======== DATASET ENTRIES ========

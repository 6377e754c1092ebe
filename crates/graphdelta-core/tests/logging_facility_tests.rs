mod common;

use common::{fixture_registry, person};
use graphdelta_core::diff::{compute_diff, DiffOptions};
use graphdelta_core::errors::GraphDeltaError;
use graphdelta_core::logging_facility::test_capture::init_test_capture;
use graphdelta_core::metamodel::Instance;
use graphdelta_core::{log_op_end, log_op_error, log_op_start};
use graphdelta_core_types::schema::{
    EVENT_END, EVENT_END_ERROR, EVENT_START, FIELD_CHANGE_COUNT, FIELD_DURATION_MS, FIELD_ERR_CODE,
    FIELD_TYPE_NAME,
};

#[test]
fn test_log_op_start_macro() {
    let capture = init_test_capture();
    let op_name = "test_log_op_start_unique_1";

    log_op_start!(op_name);

    capture.assert_event_exists(op_name, EVENT_START);
}

#[test]
fn test_log_op_end_macro() {
    let capture = init_test_capture();
    let op_name = "test_log_op_end_unique_2";

    log_op_end!(op_name, duration_ms = 42);

    let end_events: Vec<_> = capture
        .events_for_op(op_name)
        .into_iter()
        .filter(|e| e.event.as_deref() == Some(EVENT_END))
        .collect();

    assert_eq!(end_events.len(), 1, "Should have exactly one end event");
    assert_eq!(end_events[0].field(FIELD_DURATION_MS), Some("42"));
}

#[test]
fn test_log_op_error_includes_code() {
    let capture = init_test_capture();
    let op_name = "test_log_op_error_unique_3";

    let err = GraphDeltaError::NotImplemented {
        op: "FakeNodePair::left".to_string(),
    };
    log_op_error!(op_name, err, duration_ms = 10);

    let error_events: Vec<_> = capture
        .events_for_op(op_name)
        .into_iter()
        .filter(|e| e.event.as_deref() == Some(EVENT_END_ERROR))
        .collect();

    assert_eq!(error_events.len(), 1, "Should have exactly one error event");
    assert_eq!(
        error_events[0].field(FIELD_ERR_CODE),
        Some("ERR_NOT_IMPLEMENTED")
    );
}

#[test]
fn test_compute_diff_logs_boundary_events() {
    let capture = init_test_capture();
    let registry = fixture_registry();

    compute_diff(&registry, None, &person(77, "Logged"), &DiffOptions::default()).unwrap();

    let boundary: Vec<_> = capture
        .events_for_op("compute_diff")
        .into_iter()
        .filter(|e| e.field(FIELD_TYPE_NAME) == Some("Person"))
        .collect();
    assert!(boundary
        .iter()
        .any(|e| e.event.as_deref() == Some(EVENT_START)));

    capture.assert_event_exists("compute_diff", EVENT_END);
    let counted = capture.count_events(|e| {
        e.op.as_deref() == Some("compute_diff") && e.field(FIELD_CHANGE_COUNT).is_some()
    });
    assert!(counted >= 1);
}

#[test]
fn test_compute_diff_logs_error_with_code() {
    let capture = init_test_capture();
    let registry = fixture_registry();

    let err = compute_diff(
        &registry,
        None,
        &Instance::new("UnregisteredForLogging"),
        &DiffOptions::default(),
    )
    .unwrap_err();
    assert_eq!(err.code(), "ERR_UNKNOWN_TYPE");

    let errors = capture.count_events(|e| {
        e.op.as_deref() == Some("compute_diff")
            && e.event.as_deref() == Some(EVENT_END_ERROR)
            && e.field(FIELD_ERR_CODE) == Some("ERR_UNKNOWN_TYPE")
    });
    assert!(errors >= 1);
}
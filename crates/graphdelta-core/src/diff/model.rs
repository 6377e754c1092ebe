//! Diff output types.
//!
//! All types implement `Debug, Clone, Serialize, Deserialize, PartialEq`.
//! Change order is the emission order of the engine, so serialized diffs are
//! deterministic for identical inputs.

use crate::errors::{GdError, GdErrorKind};
use crate::identity::GlobalId;
use crate::metamodel::Value;
use serde::{Deserialize, Serialize};
use std::collections::BTreeMap;

/// One detected change
#[derive(Debug, Clone, PartialEq, Serialize, Deserialize)]
#[serde(tag = "change_type", rename_all = "snake_case")]
pub enum Change {
    /// Object present only in the right graph
    NewObject { global_id: GlobalId },
    /// Object present only in the left graph
    ObjectRemoved { global_id: GlobalId },
    /// Primitive or value-typed property changed
    ValueChange {
        global_id: GlobalId,
        property: String,
        left: Value,
        right: Value,
    },
    /// Entity or value-object reference changed
    ReferenceChange {
        global_id: GlobalId,
        property: String,
        left: Option<GlobalId>,
        right: Option<GlobalId>,
    },
    ListChange {
        global_id: GlobalId,
        property: String,
        changes: Vec<ElementChange>,
    },
    SetChange {
        global_id: GlobalId,
        property: String,
        added: Vec<Value>,
        removed: Vec<Value>,
    },
    MapChange {
        global_id: GlobalId,
        property: String,
        changes: Vec<EntryChange>,
    },
}

impl Change {
    pub fn global_id(&self) -> &GlobalId {
        match self {
            Change::NewObject { global_id }
            | Change::ObjectRemoved { global_id }
            | Change::ValueChange { global_id, .. }
            | Change::ReferenceChange { global_id, .. }
            | Change::ListChange { global_id, .. }
            | Change::SetChange { global_id, .. }
            | Change::MapChange { global_id, .. } => global_id,
        }
    }

    /// Changed property, `None` for object-level changes
    pub fn property(&self) -> Option<&str> {
        match self {
            Change::NewObject { .. } | Change::ObjectRemoved { .. } => None,
            Change::ValueChange { property, .. }
            | Change::ReferenceChange { property, .. }
            | Change::ListChange { property, .. }
            | Change::SetChange { property, .. }
            | Change::MapChange { property, .. } => Some(property),
        }
    }

    /// Serialized tag of the variant
    pub fn change_type(&self) -> &'static str {
        match self {
            Change::NewObject { .. } => "new_object",
            Change::ObjectRemoved { .. } => "object_removed",
            Change::ValueChange { .. } => "value_change",
            Change::ReferenceChange { .. } => "reference_change",
            Change::ListChange { .. } => "list_change",
            Change::SetChange { .. } => "set_change",
            Change::MapChange { .. } => "map_change",
        }
    }
}

/// Change to one list element
///
/// `index` is `None` when the list was compared as a multiset.
#[derive(Debug, Clone, PartialEq, Serialize, Deserialize)]
#[serde(tag = "element_change", rename_all = "snake_case")]
pub enum ElementChange {
    ValueAdded { index: Option<usize>, value: Value },
    ValueRemoved { index: Option<usize>, value: Value },
    ElementValueChange { index: usize, left: Value, right: Value },
}

/// Change to one map entry
#[derive(Debug, Clone, PartialEq, Serialize, Deserialize)]
#[serde(tag = "entry_change", rename_all = "snake_case")]
pub enum EntryChange {
    EntryAdded { key: String, value: Value },
    EntryRemoved { key: String, value: Value },
    EntryValueChange { key: String, left: Value, right: Value },
}

/// Ordered list of changes between two object graphs
#[derive(Debug, Clone, Default, PartialEq, Serialize, Deserialize)]
pub struct Diff {
    changes: Vec<Change>,
}

impl Diff {
    pub fn new(changes: Vec<Change>) -> Self {
        Self { changes }
    }

    pub fn changes(&self) -> &[Change] {
        &self.changes
    }

    pub fn into_changes(self) -> Vec<Change> {
        self.changes
    }

    pub fn has_changes(&self) -> bool {
        !self.changes.is_empty()
    }

    /// Changes affecting one object, in emission order
    pub fn changes_for(&self, global_id: &GlobalId) -> Vec<&Change> {
        self.changes
            .iter()
            .filter(|c| c.global_id() == global_id)
            .collect()
    }

    /// Number of changes per `change_type`
    pub fn count_by_type(&self) -> BTreeMap<&'static str, usize> {
        let mut counts = BTreeMap::new();
        for change in &self.changes {
            *counts.entry(change.change_type()).or_insert(0) += 1;
        }
        counts
    }

    /// Pretty JSON for audit storage
    ///
    /// # Errors
    ///
    /// `Serialization` if a value cannot be represented in JSON.
    pub fn to_json(&self) -> Result<String, GdError> {
        serde_json::to_string_pretty(self).map_err(|e| {
            GdError::new(GdErrorKind::Serialization)
                .with_op("Diff::to_json")
                .with_message(e.to_string())
        })
    }
}
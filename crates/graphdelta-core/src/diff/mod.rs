//! Object graph diff engine.
//!
//! Compares two snapshots of a domain object graph and produces an ordered,
//! deterministic list of typed changes.
//!
//! ## Entry point
//!
//! ```ignore
//! use graphdelta_core::diff::{compute_diff, render_human_summary, DiffOptions};
//!
//! let diff = compute_diff(&registry, Some(&before), &after, &DiffOptions::default())?;
//! let summary = render_human_summary(&diff);
//! ```
//!
//! ## Guarantees
//!
//! - **Determinism**: identical inputs produce identical change lists.
//! - **Identity by global id**: nodes are paired by [`GlobalId`](crate::identity::GlobalId),
//!   never by position.
//! - **New objects diff against defaults**: with `initial_changes` set, a new
//!   object's properties are compared with the defaults of their declared types.

mod appenders;
pub mod engine;
pub mod matcher;
pub mod model;
pub mod options;
pub mod pair;
pub mod summary;

pub use engine::{compute_diff, diff_graphs};
pub use matcher::{match_graphs, GraphPairing};
pub use model::{Change, Diff, ElementChange, EntryChange};
pub use options::{DiffOptions, ListCompareAlgorithm};
pub use pair::{FakeNodePair, NodePair, RealNodePair};
pub use summary::render_human_summary;
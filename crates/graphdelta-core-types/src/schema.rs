//! Canonical schema constants for structured logging and events
//!
//! These constants keep field names consistent between the emitting macros
//! and anything that parses or asserts on the log stream.

// Canonical field keys for structured logging
pub const FIELD_COMPONENT: &str = "component";
pub const FIELD_OP: &str = "op";
pub const FIELD_EVENT: &str = "event";
pub const FIELD_DURATION_MS: &str = "duration_ms";

// Identity fields
pub const FIELD_GLOBAL_ID: &str = "global_id";
pub const FIELD_TYPE_NAME: &str = "type_name";

// Diff size
pub const FIELD_CHANGE_COUNT: &str = "change_count";

// Error fields
pub const FIELD_ERR_KIND: &str = "err.kind";
pub const FIELD_ERR_CODE: &str = "err.code";

// Canonical event names
pub const EVENT_START: &str = "start";
pub const EVENT_END: &str = "end";
pub const EVENT_END_ERROR: &str = "end_error";

#[cfg(test)]
mod tests {
    use super::*;

    #[test]
    fn test_constants_accessibility() {
        assert!(!FIELD_COMPONENT.is_empty());
        assert!(!FIELD_OP.is_empty());
        assert!(!FIELD_GLOBAL_ID.is_empty());
        assert!(!EVENT_START.is_empty());
        assert!(!EVENT_END_ERROR.is_empty());
    }

    #[test]
    fn test_event_names_are_distinct() {
        assert_ne!(EVENT_START, EVENT_END);
        assert_ne!(EVENT_START, EVENT_END_ERROR);
        assert_ne!(EVENT_END, EVENT_END_ERROR);
    }

    #[test]
    fn test_error_fields_are_namespaced() {
        assert!(FIELD_ERR_KIND.starts_with("err."));
        assert!(FIELD_ERR_CODE.starts_with("err."));
    }
}
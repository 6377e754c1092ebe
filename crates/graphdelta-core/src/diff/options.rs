//! Diff configuration.
//!
//! Hosts typically load [`DiffOptions`] from their own config files; every
//! field has a default so partial documents deserialize.

use serde::{Deserialize, Serialize};

/// How list properties are compared
#[derive(Debug, Clone, Copy, Default, PartialEq, Eq, Serialize, Deserialize)]
#[serde(rename_all = "snake_case")]
pub enum ListCompareAlgorithm {
    /// Element by element, per index
    #[default]
    Simple,
    /// As multisets, ignoring order
    AsSet,
}

/// Options for a diff run
#[derive(Debug, Clone, Copy, PartialEq, Eq, Serialize, Deserialize)]
#[serde(default)]
pub struct DiffOptions {
    /// Emit property changes (against defaults) for newly appearing objects
    pub initial_changes: bool,
    pub list_compare: ListCompareAlgorithm,
}

impl Default for DiffOptions {
    fn default() -> Self {
        Self {
            initial_changes: true,
            list_compare: ListCompareAlgorithm::Simple,
        }
    }
}

impl DiffOptions {
    pub fn with_initial_changes(mut self, initial_changes: bool) -> Self {
        self.initial_changes = initial_changes;
        self
    }

    pub fn with_list_compare(mut self, list_compare: ListCompareAlgorithm) -> Self {
        self.list_compare = list_compare;
        self
    }
}

#[cfg(test)]
mod tests {
    use super::*;

    #[test]
    fn test_partial_document_uses_defaults() {
        let options: DiffOptions = serde_json::from_str(r#"{"list_compare": "as_set"}"#).unwrap();
        assert!(options.initial_changes);
        assert_eq!(options.list_compare, ListCompareAlgorithm::AsSet);

        let empty: DiffOptions = serde_json::from_str("{}").unwrap();
        assert_eq!(empty, DiffOptions::default());
    }
}
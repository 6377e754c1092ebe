//! Global identity of object nodes.
//!
//! Every node of an object graph is identified by a [`GlobalId`] derived from
//! the metamodel, never from memory addresses:
//!
//! - entities by type name + dehydrated local id ([`InstanceId`]), produced by
//!   the per-entity [`InstanceIdFactory`]
//! - embedded value objects by owner id + property path ([`ValueObjectIdWithOwner`])
//! - a value object used as graph root by its type name ([`UnboundedValueObjectId`])

pub mod factory;
pub mod global_id;

pub use factory::InstanceIdFactory;
pub use global_id::{GlobalId, InstanceId, UnboundedValueObjectId, ValueObjectIdWithOwner};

========

EXERCISE GOAL:
Scan the listing and copy every line where the string "objects" shows up.

COMPLETED EXERCISE:
//! - **New objects diff against defaults**: with `initial_changes` set, a new
    /// Emit property changes (against defaults) for newly appearing objects
//! - embedded value objects by owner id + property path ([`ValueObjectIdWithOwner`])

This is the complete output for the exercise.